DESCRIPTION (provided by applicant): Ever since the discovery of the caspases almost 20 years ago there have been reports of non-apoptotic roles for apoptotic caspases. Perhaps the clearest paradigm is caspase-8 (casp8), which although essential for triggering the extrinsic apoptotic pathway, is also required for the survival of certain cell populations during development. For example, deletion studies in mice reveal that casp8, its adapter FADD, and its regulator FLIPL may drive either clonal expansion/proliferation or apoptosis of lymphocytes, cardiomyocytes, and some epithelial cell types. This proposal seeks to provide biochemical evidence for the choice between survival and death, while also having the potential to reveal downstream targets of the survival pathway. Thus we provide proof-of-concept tools and knowledge that can lead to the development of compounds to interfere therapeutically in the survival/death axis of proliferative diseases such as cancer. The overarching hypothesis "The survival of cells entering the proliferation program that depends on casp8 activity relies criticaly on the conformation of the casp8 enzyme and cleavage of a limited number of downstream targets" will be dissected in this study. We propose three interlinked aims to test this hypothesis by defining the biochemical nature of the casp8 enzyme that drives the survival events, defining the targets of this enzyme, and understanding how casp8 promotes survival, and not apoptosis, in specific experimental cellular contexts. Each aim can be accomplished independently, and the outcome of each aim will substantially further knowledge of the mechanisms of cell survival mediated by casp8. However, the full power of this project is realized when the data from Aim 1 (fundamental mechanisms of casp8 specificity) is coupled to Aim 2 (endogenous pro-survival casp8 targets), and the outcomes of Aims 1 and 2 used to inform the appropriate experimental paradigms for defining the cell's decision between survival and apoptosis (Aim 3). This proposal is significant because it seeks to reveal the molecular mechanism used by casp8 to delineate survival from death, and a successful outcome may impact directly on the selection of protein and small molecule pharmacologic tools that are under clinical development as cancer therapeutics.
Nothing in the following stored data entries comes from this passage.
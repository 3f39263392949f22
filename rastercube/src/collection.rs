//! The catalog interface the engine reads imagery through.
//!
//! An image collection is an opaque, pre-existing store that knows which
//! source rasters exist, what bands they carry, and where they sit in space
//! and time. The engine makes no assumption about how it is materialized; a
//! SQLite catalog, a STAC index, and an in-memory table are all fine.

use crate::band::Band;
use crate::errors::Result;
use crate::geom::BoundsSt;

/// One (dataset, band) assignment whose footprint intersects a query window.
///
/// `descriptor` is an opaque identifier for a single source raster,
/// typically its path or URL. Rows sharing a descriptor describe bands of
/// the same raster and arrive contiguously so the raster is opened once.
///
#[derive(Clone, Debug)]
pub struct FindRangeStRow {
    pub descriptor: String,

    /// Acquisition instant, ISO-8601; all bands of one dataset share it.
    pub datetime: String,

    /// Band name as the collection knows it.
    pub band_name: String,

    /// One-based band number inside the source raster.
    pub band_num: u16,
}

/// A queryable catalog of heterogeneous source rasters.
///
/// `find_range_st` must return rows ordered by descriptor (so equal
/// descriptors are contiguous) and deterministically per window; FIRST/LAST
/// temporal aggregation depends on that order.
///
pub trait ImageCollection: Send + Sync {
    /// All bands the collection offers, ordered and stable.
    fn get_bands(&self) -> Result<Vec<Band>>;

    /// Every (dataset, band) whose footprint intersects `extent` in both
    /// space and time.
    fn find_range_st(&self, extent: &BoundsSt) -> Result<Vec<FindRangeStRow>>;

    /// Whether this collection only exists for the lifetime of the process;
    /// temporary collections cannot take part in serialized cube graphs.
    fn is_temporary(&self) -> bool;

    /// Where a non-temporary collection lives, for serialization.
    fn filename(&self) -> String;
}
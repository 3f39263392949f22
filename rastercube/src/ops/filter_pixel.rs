use std::sync::Arc;

use serde_json::{json, Value};
use tracing::debug;

use crate::band::BandCollection;
use crate::chunk::{ChunkData, ChunkId};
use crate::cube::{link_child, Cube, CubeBase};
use crate::errors::Result;
use crate::expr::CompiledExpr;
use crate::ops::apply_pixel::{expr_vars, fill_special_vars, SPECIAL_VARS};
use crate::reference::StReference;

/// Keeps pixels where a boolean predicate over the band values holds and
/// writes NaN everywhere else. Bands and geometry are unchanged.
///
pub struct FilterPixelCube {
    base: CubeBase,
    in_cube: Arc<dyn Cube>,
    bands: BandCollection,
    predicate_src: String,
    predicate: CompiledExpr,
}

impl FilterPixelCube {
    pub fn create(in_cube: Arc<dyn Cube>, predicate: &str) -> Result<Arc<Self>> {
        let vars = expr_vars(in_cube.bands());
        let compiled = CompiledExpr::compile(predicate, &vars)?;

        let mut bands = BandCollection::new();
        for band in in_cube.bands().iter() {
            bands.add(band.clone())?;
        }

        let out = Arc::new(Self {
            base: CubeBase::new(),
            bands,
            predicate_src: predicate.to_string(),
            predicate: compiled,
            in_cube,
        });
        link_child(&out.in_cube, &(Arc::clone(&out) as Arc<dyn Cube>));

        Ok(out)
    }
}

impl Cube for FilterPixelCube {
    fn base(&self) -> &CubeBase {
        &self.base
    }

    fn st_reference(&self) -> &StReference {
        self.in_cube.st_reference()
    }

    fn bands(&self) -> &BandCollection {
        &self.bands
    }

    fn chunk_size(&self) -> [usize; 3] {
        self.in_cube.chunk_size()
    }

    fn read_chunk(&self, id: ChunkId) -> Result<ChunkData> {
        debug!(id, "filter_pixel_cube read_chunk");
        if id as usize >= self.count_chunks() {
            return Ok(ChunkData::empty([0, 0, 0, 0]));
        }

        let shape = self.chunk_shape(id);
        let mut chunk = self.in_cube.read_chunk(id)?;
        if chunk.buf().is_none() {
            return Ok(ChunkData::empty(shape));
        }

        let st_ref = self.in_cube.st_reference().clone();
        let [it, iy, ix] = self.chunk_coords_from_id(id);
        let [ct, cy, cx] = self.chunk_size();
        let nb = self.bands.count();

        let buf = chunk.materialize();
        let mut env = vec![0.0; nb + SPECIAL_VARS.len()];

        for t in 0..shape[1] {
            for y in 0..shape[2] {
                for x in 0..shape[3] {
                    for b in 0..nb {
                        env[b] = buf[[b, t, y, x]];
                    }
                    fill_special_vars(
                        &mut env,
                        nb,
                        &st_ref,
                        it * ct + t,
                        iy * cy + y,
                        ix * cx + x,
                    );
                    let keep = self.predicate.eval(&env);
                    if keep.is_nan() || keep == 0.0 {
                        for b in 0..nb {
                            buf[[b, t, y, x]] = f64::NAN;
                        }
                    }
                }
            }
        }

        Ok(chunk)
    }

    fn to_json(&self) -> Result<Value> {
        Ok(json!({
            "cube_type": "filter_pixel",
            "predicate": self.predicate_src.clone(),
            "in_cube": self.in_cube.to_json()?,
        }))
    }
}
描述（由申请人提供）：自从大约20年前发现半胱天冬酶以来，已有关于凋亡半胱天冬酶的非凋亡作用的报道。也许最清楚的范例是半胱天冬酶-8（Casp 8），虽然它对触发外源性凋亡途径至关重要，但也是某些细胞群体在发育过程中生存所必需的。例如，在小鼠中的缺失研究表明，半胱氨酸天冬氨酸蛋白8，其适配器FADD，及其调节剂FLIPL可以驱动淋巴细胞，心肌细胞和一些上皮细胞类型的克隆扩增/增殖或凋亡。该提案旨在为生存和死亡之间的选择提供生物化学证据，同时也有可能揭示生存途径的下游目标。因此，我们提供了概念验证工具和知识，可以导致化合物的开发，以治疗性地干扰增殖性疾病如癌症的存活/死亡轴。 总体假设“进入增殖程序的细胞的存活取决于Casp 8活性，其关键依赖于Casp 8酶的构象和有限数量的下游靶点的切割”将在本研究中进行剖析。我们提出了三个相互关联的目标来检验这一假设 通过定义驱动存活事件的Casp 8酶的生物化学性质，定义这种酶的靶点，并理解在特定的实验细胞环境中，Casp 8如何促进存活而不是凋亡。每个目标都可以独立完成，每个目标的结果将大大加深对Casp 8介导的细胞存活机制的了解。然而，当来自目标1（Casp 8特异性的基本机制）的数据与目标2（内源性促存活Casp 8靶点）结合时，该项目的全部力量得以实现，并且目标1和2的结果用于通知用于定义细胞在存活和凋亡之间的决定的适当实验范例（目标3）。这一提议意义重大，因为它试图揭示Casp 8用于描绘从死亡中存活的分子机制，并且成功的结果可能直接影响正在临床开发作为癌症治疗剂的蛋白质和小分子药理学工具的选择。